Den Beteuerungen der Politik, alles zu unternehmen, um eine Verbauung in der kolportierten Form (1.000 Wohnungen, bis zu acht Stockwerke) zu ver­hindern, kann man Glauben schenken – oder auf Nummer sicher gehen. Angelika Schima von der Initiative: „Die Post AG plant im Postsportareal ein riesiges Wohnprojekt, für das eine Änderung der Flächenwidmung Voraussetzung ist. Daraus entstehen Probleme: Erhöhung der Bebauungsdichte, Verkleinerung der Sportflächen und vieles mehr!“ Um den möglicherweise entstehenden Problemen Einhalt zu gebieten, hat die Initiative eine Unterschriftenaktion gestartet, die binnen weniger Tage die Namen von 2.400 Personen aufwies.

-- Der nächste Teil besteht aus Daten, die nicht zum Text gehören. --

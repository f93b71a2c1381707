use crate::company::Company;
use crate::shared::entity::{Entity, ID};
use chrono::{DateTime, Utc};

/// A reservation of a call with a `Company`
#[derive(Debug, Clone)]
pub struct Reservation {
    pub id: ID,
    pub call_type: String,
    pub created_at: DateTime<Utc>,
    pub company_id: ID,
}

impl Reservation {
    pub fn new(call_type: &str, company_id: ID) -> Self {
        Self {
            id: Default::default(),
            call_type: call_type.into(),
            created_at: Utc::now(),
            company_id,
        }
    }
}

impl Entity for Reservation {
    fn id(&self) -> ID {
        self.id.clone()
    }
}

/// A `Reservation` read together with the `Company` it belongs to
#[derive(Debug, Clone)]
pub struct ReservationWithCompany {
    pub id: ID,
    pub call_type: String,
    pub created_at: DateTime<Utc>,
    pub company: Company,
}

impl Entity for ReservationWithCompany {
    fn id(&self) -> ID {
        self.id.clone()
    }
}
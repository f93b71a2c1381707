mod auth;
mod company;
mod reservation;
mod status;
mod user;

pub mod dtos {
    pub use crate::company::dtos::*;
    pub use crate::reservation::dtos::*;
    pub use crate::user::dtos::*;
}

pub use crate::auth::api::*;
pub use crate::company::api::*;
pub use crate::reservation::api::*;
pub use crate::status::api::*;
pub use crate::user::api::*;
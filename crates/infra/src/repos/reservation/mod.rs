mod inmemory;
mod postgres;

use mpc_reservations_domain::{Reservation, ReservationWithCompany, ID};

pub use inmemory::InMemoryReservationRepo;
pub use postgres::PostgresReservationRepo;

#[async_trait::async_trait]
pub trait IReservationRepo: Send + Sync {
    async fn insert(&self, reservation: &Reservation) -> anyhow::Result<()>;
    async fn find(&self, reservation_id: &ID) -> anyhow::Result<Option<ReservationWithCompany>>;
    /// All reservations with their company, newest first
    async fn find_all(&self) -> anyhow::Result<Vec<ReservationWithCompany>>;
    /// Reservations matching the given call type exactly, newest first
    async fn find_by_call_type(&self, call_type: &str)
        -> anyhow::Result<Vec<ReservationWithCompany>>;
}
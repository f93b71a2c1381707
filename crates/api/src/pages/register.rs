use actix_web::{http::header, HttpResponse};

/// The register page has no content of its own, it sends the visitor
/// straight to the login page.
pub async fn register_controller() -> HttpResponse {
    HttpResponse::Found()
        .insert_header((header::LOCATION, "/login"))
        .finish()
}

Mit den Unterschriften wurde nun eine Petition im Gemeinderat eingebracht. Die Bürgerinitiative fordert darin die Erhaltung sämtlicher Sportflächen und des gesamten Altbaumbestands sowie aller Grün- und Freiräume. Die Bauklasse dürfe nicht höher als W III g (Höhe der Postakademie) sein. ­Außerdem wurde ein Gutachten über die Belastbarkeit des Umgebungsverkehrs ­verlangt.